With the lazy API, Polars doesn't run each query line-by-line but instead processes the full query end-to-end. To get the most out of Polars it is important that you use the lazy API because:

  • the lazy API allows Polars to apply automatic query optimization with the query optimizer
  • the lazy API allows you to work with larger than memory datasets using streaming
  • the lazy API can catch schema errors before processing the data

Here we see how to use the lazy API starting from either a file or an existing DataFrame.

Using the lazy API from a file

In the ideal case we would use the lazy API right from a file as the query optimizer may help us to reduce the amount of data we read from the file.

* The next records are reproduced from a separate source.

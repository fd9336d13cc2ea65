//! Campaigns and campaign insights exported from the Meta ads API.
//!
//! Meta reports every number as a string and budgets in cents, so everything
//! is parsed and checked here before it reaches the database.

use std::str::FromStr;

use serde::Deserialize;
use time::{Date, macros::format_description};

use crate::{Error, campaign::Campaign};

/// A campaign as returned by the campaigns endpoint of the ads API.
#[derive(Debug, Clone, Deserialize)]
pub struct MetaCampaign {
    pub id: String,
    pub name: String,
    /// Daily budget in cents.
    #[serde(default)]
    pub daily_budget: Option<String>,
    /// Lifetime budget in cents, used when there is no daily budget.
    #[serde(default)]
    pub lifetime_budget: Option<String>,
    #[serde(default)]
    pub start_time: Option<String>,
    #[serde(default)]
    pub stop_time: Option<String>,
}

/// Lifetime performance figures of a single campaign.
#[derive(Debug, Clone, Deserialize)]
pub struct MetaCampaignInsight {
    pub campaign_id: String,
    pub spend: String,
    pub impressions: String,
    pub clicks: String,
    #[serde(default)]
    pub actions: Vec<MetaAction>,
    #[serde(default)]
    pub action_values: Vec<MetaAction>,
}

/// A conversion count or value reported for one action type, e.g. "purchase".
#[derive(Debug, Clone, Deserialize)]
pub struct MetaAction {
    pub action_type: String,
    pub value: String,
}

const PURCHASE_ACTION: &str = "purchase";
const OMNI_PURCHASE_ACTION: &str = "omni_purchase";

/// Convert a campaign and its insight (if the ad account reported one) into a [Campaign].
///
/// Campaigns without an insight have not spent anything yet, so their
/// performance figures are zero.
///
/// # Errors
/// Returns [Error::InvalidPayload] if the campaign ID is empty, if a number
/// or date cannot be parsed, or if a figure is negative.
pub fn to_campaign(
    campaign: &MetaCampaign,
    insight: Option<&MetaCampaignInsight>,
) -> Result<Campaign, Error> {
    if campaign.id.trim().is_empty() {
        return Err(Error::InvalidPayload(format!(
            "campaign \"{}\" has an empty ID",
            campaign.name
        )));
    }

    let budget = match (&campaign.daily_budget, &campaign.lifetime_budget) {
        (Some(cents), _) | (None, Some(cents)) => {
            Some(parse_non_negative::<f64>("budget", cents)? / 100.0)
        }
        (None, None) => None,
    };

    let (spend, impressions, clicks, purchases, purchase_value) = match insight {
        Some(insight) => (
            parse_non_negative("spend", &insight.spend)?,
            parse_non_negative("impressions", &insight.impressions)?,
            parse_non_negative("clicks", &insight.clicks)?,
            purchase_action(&insight.actions)
                .map(|value| parse_non_negative("purchases", value))
                .transpose()?
                .unwrap_or(0),
            purchase_action(&insight.action_values)
                .map(|value| parse_non_negative("purchase value", value))
                .transpose()?
                .unwrap_or(0.0),
        ),
        None => (0.0, 0, 0, 0, 0.0),
    };

    Ok(Campaign {
        id: campaign.id.clone(),
        name: campaign.name.clone(),
        budget,
        spend,
        impressions,
        clicks,
        purchases,
        purchase_value,
        start_date: campaign.start_time.as_deref().map(parse_date).transpose()?,
        end_date: campaign.stop_time.as_deref().map(parse_date).transpose()?,
    })
}

/// Find the purchase figure among `actions`.
///
/// Meta reports website purchases as "purchase" and, for campaigns that also
/// sell in-app or offline, the combined figure as "omni_purchase". Both
/// describe the same orders, so "omni_purchase" is only used when there is
/// no "purchase" entry.
fn purchase_action(actions: &[MetaAction]) -> Option<&str> {
    let find = |action_type: &str| {
        actions
            .iter()
            .find(|action| action.action_type == action_type)
            .map(|action| action.value.as_str())
    };

    find(PURCHASE_ACTION).or_else(|| find(OMNI_PURCHASE_ACTION))
}

fn parse_non_negative<T: FromStr>(field: &str, text: &str) -> Result<T, Error> {
    let not_a_number = || Error::InvalidPayload(format!("{field} \"{text}\" is not a number"));

    // Checking the sign and range as a float first also rejects "NaN" and "inf".
    let number: f64 = text.trim().parse().map_err(|_| not_a_number())?;
    if !number.is_finite() {
        return Err(not_a_number());
    }
    if number < 0.0 {
        return Err(Error::InvalidPayload(format!(
            "{field} \"{text}\" must not be negative"
        )));
    }

    text.trim().parse().map_err(|_| not_a_number())
}

/// Parse the date part of a timestamp such as "2024-03-01T09:30:00+1300".
pub(super) fn parse_date(timestamp: &str) -> Result<Date, Error> {
    timestamp
        .get(..10)
        .and_then(|date| Date::parse(date, format_description!("[year]-[month]-[day]")).ok())
        .ok_or_else(|| Error::InvalidPayload(format!("\"{timestamp}\" is not a valid date")))
}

We create a lazy query from the Reddit CSV data and apply some transformations.

By starting the query with pl.scan_csv we are using the lazy API.

scan_csv · with_columns · filter · col

q1 = (
    pl.scan_csv(f"docs/assets/data/reddit.csv")
    .with_columns(pl.col("name").str.to_uppercase())
    .filter(pl.col("comment_karma") > 0)
)

A pl.scan_ function is available for a number of file types including CSV, IPC, Parquet and JSON.

In this query we tell Polars that we want to:

  • load data from the Reddit CSV file
  • convert the name column to uppercase
  • apply a filter to the comment_karma column

The lazy query will not be executed at this point. See this page on executing lazy queries for more on running lazy queries.

Using the lazy API from a DataFrame

An alternative way to access the lazy API is to call .lazy on a DataFrame that has already been created in memory.

lazy

q3 = pl.DataFrame({"foo": ["a", "b", "c"], "bar": [0, 1, 2]}).lazy()

By calling .lazy we convert the DataFrame to a LazyFrame.